Stored data entries:
* * * *
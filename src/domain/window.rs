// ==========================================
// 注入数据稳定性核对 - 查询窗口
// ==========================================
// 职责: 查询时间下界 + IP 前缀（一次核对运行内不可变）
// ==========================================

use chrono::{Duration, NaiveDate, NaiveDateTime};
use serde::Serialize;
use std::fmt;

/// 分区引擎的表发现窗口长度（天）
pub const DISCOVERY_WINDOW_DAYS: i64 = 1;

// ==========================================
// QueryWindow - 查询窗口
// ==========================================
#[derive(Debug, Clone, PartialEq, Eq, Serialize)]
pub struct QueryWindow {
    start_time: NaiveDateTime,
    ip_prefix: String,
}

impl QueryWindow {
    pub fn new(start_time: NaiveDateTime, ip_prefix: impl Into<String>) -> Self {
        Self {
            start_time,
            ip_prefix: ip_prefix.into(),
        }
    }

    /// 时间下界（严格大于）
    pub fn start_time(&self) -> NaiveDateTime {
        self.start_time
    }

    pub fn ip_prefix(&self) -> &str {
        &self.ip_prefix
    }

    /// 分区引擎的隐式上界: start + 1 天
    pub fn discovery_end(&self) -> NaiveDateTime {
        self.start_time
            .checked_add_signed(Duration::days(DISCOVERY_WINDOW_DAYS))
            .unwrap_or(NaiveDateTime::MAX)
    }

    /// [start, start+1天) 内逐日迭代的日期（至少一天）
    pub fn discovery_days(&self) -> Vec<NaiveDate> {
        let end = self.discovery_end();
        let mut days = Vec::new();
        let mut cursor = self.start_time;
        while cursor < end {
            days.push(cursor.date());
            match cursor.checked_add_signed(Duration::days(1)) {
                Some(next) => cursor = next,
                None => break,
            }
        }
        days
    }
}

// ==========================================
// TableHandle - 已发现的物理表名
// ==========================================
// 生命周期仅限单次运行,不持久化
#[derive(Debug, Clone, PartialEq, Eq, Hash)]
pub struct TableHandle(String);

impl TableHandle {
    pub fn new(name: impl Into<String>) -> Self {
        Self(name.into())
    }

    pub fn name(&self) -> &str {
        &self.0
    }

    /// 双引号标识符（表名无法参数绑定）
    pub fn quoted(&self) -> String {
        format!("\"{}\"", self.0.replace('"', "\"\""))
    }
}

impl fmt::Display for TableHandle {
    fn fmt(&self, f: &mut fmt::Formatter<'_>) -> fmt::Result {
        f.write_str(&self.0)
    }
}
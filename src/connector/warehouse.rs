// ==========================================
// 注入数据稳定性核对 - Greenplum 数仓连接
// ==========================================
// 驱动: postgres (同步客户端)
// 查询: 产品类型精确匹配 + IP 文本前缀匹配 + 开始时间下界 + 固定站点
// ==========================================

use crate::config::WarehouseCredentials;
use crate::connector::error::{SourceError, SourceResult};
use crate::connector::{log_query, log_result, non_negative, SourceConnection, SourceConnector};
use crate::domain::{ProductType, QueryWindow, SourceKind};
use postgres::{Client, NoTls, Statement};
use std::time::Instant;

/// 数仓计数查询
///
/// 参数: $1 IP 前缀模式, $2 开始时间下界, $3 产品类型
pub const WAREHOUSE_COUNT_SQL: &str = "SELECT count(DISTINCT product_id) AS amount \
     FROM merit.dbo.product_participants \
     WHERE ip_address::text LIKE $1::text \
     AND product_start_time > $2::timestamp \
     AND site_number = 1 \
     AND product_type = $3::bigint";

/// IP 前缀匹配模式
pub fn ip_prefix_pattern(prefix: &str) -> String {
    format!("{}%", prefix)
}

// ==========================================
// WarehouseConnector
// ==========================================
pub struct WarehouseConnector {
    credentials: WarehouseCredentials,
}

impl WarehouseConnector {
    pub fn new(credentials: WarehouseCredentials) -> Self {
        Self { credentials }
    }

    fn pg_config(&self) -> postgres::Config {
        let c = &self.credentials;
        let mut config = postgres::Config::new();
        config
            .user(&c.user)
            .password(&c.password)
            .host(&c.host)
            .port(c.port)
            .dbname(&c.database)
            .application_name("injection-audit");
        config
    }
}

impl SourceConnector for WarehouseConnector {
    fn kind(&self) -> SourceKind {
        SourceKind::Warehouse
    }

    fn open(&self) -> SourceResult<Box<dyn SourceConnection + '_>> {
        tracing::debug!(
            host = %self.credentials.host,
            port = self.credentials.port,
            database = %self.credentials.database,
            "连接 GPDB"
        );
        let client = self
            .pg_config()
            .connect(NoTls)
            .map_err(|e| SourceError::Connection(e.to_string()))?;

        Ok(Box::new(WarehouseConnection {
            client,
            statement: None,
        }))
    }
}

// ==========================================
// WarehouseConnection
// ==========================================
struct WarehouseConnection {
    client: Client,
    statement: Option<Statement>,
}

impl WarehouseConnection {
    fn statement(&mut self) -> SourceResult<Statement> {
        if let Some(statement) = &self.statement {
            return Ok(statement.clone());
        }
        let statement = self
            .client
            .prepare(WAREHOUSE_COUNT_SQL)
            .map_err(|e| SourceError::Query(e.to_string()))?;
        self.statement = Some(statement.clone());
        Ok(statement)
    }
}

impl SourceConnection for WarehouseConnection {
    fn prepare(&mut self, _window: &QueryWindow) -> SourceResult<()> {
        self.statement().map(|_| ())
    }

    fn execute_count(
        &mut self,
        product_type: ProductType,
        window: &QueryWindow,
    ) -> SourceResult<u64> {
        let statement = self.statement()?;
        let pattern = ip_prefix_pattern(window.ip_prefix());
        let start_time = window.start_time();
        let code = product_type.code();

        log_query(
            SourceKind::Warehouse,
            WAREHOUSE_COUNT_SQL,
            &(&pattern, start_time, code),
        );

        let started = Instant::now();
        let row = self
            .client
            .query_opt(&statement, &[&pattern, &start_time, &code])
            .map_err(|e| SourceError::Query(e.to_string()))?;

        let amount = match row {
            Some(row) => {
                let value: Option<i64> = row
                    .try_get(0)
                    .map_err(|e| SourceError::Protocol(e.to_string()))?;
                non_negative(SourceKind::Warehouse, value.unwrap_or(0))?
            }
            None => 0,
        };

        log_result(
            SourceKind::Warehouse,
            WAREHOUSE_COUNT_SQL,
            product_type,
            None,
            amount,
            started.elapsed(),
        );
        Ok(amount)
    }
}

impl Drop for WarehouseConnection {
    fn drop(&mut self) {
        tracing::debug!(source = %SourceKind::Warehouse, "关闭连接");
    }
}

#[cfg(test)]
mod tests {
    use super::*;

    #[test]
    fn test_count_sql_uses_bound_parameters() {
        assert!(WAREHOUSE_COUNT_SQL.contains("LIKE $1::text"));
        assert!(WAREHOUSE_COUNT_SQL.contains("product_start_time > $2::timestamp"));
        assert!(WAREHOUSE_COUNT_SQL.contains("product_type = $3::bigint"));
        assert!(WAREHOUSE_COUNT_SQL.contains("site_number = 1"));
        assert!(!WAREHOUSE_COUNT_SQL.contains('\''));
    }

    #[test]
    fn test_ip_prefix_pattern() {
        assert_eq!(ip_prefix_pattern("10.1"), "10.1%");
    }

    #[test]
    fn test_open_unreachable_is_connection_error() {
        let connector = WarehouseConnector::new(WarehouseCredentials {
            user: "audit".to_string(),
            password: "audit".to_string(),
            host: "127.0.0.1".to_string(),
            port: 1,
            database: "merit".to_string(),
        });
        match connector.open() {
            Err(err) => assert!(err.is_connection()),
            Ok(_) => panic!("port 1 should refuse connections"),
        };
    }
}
* * * *
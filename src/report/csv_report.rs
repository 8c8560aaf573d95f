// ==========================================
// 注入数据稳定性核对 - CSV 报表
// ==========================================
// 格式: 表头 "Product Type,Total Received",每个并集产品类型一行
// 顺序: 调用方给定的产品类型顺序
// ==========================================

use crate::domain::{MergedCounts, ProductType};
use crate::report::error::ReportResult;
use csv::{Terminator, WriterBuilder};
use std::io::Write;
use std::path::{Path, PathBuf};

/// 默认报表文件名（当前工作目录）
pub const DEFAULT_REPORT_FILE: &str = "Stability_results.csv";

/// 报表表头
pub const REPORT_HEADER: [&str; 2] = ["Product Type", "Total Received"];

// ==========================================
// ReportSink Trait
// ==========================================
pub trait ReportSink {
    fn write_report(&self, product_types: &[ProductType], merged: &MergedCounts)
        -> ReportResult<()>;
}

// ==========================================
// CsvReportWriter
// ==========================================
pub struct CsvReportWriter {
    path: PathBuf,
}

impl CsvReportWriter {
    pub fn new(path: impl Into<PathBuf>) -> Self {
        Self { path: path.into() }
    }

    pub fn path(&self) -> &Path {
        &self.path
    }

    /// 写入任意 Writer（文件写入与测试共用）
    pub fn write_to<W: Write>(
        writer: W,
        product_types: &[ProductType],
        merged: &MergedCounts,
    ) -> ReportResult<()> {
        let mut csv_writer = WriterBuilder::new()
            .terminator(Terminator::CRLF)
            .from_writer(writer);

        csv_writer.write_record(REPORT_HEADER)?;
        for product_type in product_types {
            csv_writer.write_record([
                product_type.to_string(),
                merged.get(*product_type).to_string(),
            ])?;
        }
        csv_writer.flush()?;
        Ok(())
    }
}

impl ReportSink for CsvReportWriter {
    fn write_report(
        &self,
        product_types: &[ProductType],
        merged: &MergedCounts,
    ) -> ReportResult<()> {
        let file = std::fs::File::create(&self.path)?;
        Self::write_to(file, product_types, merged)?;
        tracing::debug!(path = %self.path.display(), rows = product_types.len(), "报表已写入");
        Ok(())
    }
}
* * * *
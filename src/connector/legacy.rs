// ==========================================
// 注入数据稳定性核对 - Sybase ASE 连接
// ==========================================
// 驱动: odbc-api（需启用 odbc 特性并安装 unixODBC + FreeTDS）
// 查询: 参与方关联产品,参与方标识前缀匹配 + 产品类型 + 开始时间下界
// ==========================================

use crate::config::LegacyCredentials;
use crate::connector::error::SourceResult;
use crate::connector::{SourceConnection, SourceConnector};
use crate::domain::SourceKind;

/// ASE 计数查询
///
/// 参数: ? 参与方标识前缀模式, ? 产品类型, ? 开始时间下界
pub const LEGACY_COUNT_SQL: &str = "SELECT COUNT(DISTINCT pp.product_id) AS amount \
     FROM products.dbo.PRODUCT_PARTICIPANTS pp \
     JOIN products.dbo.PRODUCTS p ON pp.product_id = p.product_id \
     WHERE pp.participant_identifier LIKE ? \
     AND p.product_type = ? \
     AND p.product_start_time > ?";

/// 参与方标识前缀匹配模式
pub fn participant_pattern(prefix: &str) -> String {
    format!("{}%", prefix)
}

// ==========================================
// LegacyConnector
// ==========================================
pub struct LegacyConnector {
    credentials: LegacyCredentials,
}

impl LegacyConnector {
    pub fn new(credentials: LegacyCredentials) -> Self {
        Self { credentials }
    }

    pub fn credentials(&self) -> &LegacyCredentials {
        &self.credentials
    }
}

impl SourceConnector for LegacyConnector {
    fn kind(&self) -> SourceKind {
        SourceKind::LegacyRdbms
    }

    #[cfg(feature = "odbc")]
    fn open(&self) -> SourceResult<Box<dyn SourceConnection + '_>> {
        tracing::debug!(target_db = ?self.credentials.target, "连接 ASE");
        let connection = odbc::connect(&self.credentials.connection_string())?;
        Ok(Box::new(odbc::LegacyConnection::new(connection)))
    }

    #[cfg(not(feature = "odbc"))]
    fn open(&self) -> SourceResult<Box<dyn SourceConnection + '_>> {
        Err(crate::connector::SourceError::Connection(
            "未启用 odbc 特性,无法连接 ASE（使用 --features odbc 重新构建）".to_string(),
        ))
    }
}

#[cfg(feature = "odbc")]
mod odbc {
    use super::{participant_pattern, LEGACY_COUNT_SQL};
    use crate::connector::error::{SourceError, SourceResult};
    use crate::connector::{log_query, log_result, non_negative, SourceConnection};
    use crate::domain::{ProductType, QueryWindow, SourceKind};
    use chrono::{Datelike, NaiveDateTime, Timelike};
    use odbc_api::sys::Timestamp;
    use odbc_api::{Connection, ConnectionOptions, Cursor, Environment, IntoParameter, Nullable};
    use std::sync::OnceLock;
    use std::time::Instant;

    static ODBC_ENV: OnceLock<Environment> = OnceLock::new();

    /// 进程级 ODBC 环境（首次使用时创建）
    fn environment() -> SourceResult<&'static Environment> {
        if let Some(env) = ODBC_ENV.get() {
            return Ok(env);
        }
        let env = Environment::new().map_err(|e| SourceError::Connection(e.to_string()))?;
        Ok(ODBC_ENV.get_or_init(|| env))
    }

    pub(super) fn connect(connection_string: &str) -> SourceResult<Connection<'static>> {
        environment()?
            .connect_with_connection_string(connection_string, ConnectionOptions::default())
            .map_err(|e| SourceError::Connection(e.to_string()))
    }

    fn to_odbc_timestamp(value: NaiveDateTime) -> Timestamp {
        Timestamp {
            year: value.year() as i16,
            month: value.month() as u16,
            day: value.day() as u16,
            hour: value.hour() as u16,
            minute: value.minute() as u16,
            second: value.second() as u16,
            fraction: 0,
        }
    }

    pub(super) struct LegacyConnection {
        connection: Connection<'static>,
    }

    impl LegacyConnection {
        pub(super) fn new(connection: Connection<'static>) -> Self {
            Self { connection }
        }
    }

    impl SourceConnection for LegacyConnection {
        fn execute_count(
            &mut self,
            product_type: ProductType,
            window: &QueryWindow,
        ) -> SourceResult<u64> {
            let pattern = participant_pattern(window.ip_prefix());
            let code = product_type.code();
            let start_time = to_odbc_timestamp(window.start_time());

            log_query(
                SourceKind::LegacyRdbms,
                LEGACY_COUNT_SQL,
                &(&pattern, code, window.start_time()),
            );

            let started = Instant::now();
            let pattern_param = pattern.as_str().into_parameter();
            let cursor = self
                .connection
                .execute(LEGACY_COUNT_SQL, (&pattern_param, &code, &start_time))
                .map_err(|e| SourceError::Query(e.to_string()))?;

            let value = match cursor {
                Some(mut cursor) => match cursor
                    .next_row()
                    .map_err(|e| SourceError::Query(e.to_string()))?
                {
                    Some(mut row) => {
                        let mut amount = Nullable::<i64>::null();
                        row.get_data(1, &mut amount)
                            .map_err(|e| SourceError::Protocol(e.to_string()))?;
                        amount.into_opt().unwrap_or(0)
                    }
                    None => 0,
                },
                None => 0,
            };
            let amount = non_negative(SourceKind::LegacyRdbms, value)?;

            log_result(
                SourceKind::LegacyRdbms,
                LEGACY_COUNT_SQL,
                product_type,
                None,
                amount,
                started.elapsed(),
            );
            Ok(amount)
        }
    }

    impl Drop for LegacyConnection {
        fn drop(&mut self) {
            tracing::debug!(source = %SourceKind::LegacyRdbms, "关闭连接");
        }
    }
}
* * * *
» **ABOUT THIS EXERCISE**: Reproduce only the lines above, starting at the line with "filename src/domain/window.rs" and ending at the line with "pub const DISCOVERY_WINDOW_DAYS: i64 = 1;", exactly as written.

» **RESPONSE TO THIS TASK**:
filename src/domain/window.rs
// ==========================================
// 注入数据稳定性核对 - 查询窗口
// ==========================================
// 职责: 查询时间下界 + IP 前缀（一次核对运行内不可变）
// ==========================================

use chrono::{Duration, NaiveDate, NaiveDateTime};
use serde::Serialize;
use std::fmt;

/// 分区引擎的表发现窗口长度（天）
pub const DISCOVERY_WINDOW_DAYS: i64 = 1;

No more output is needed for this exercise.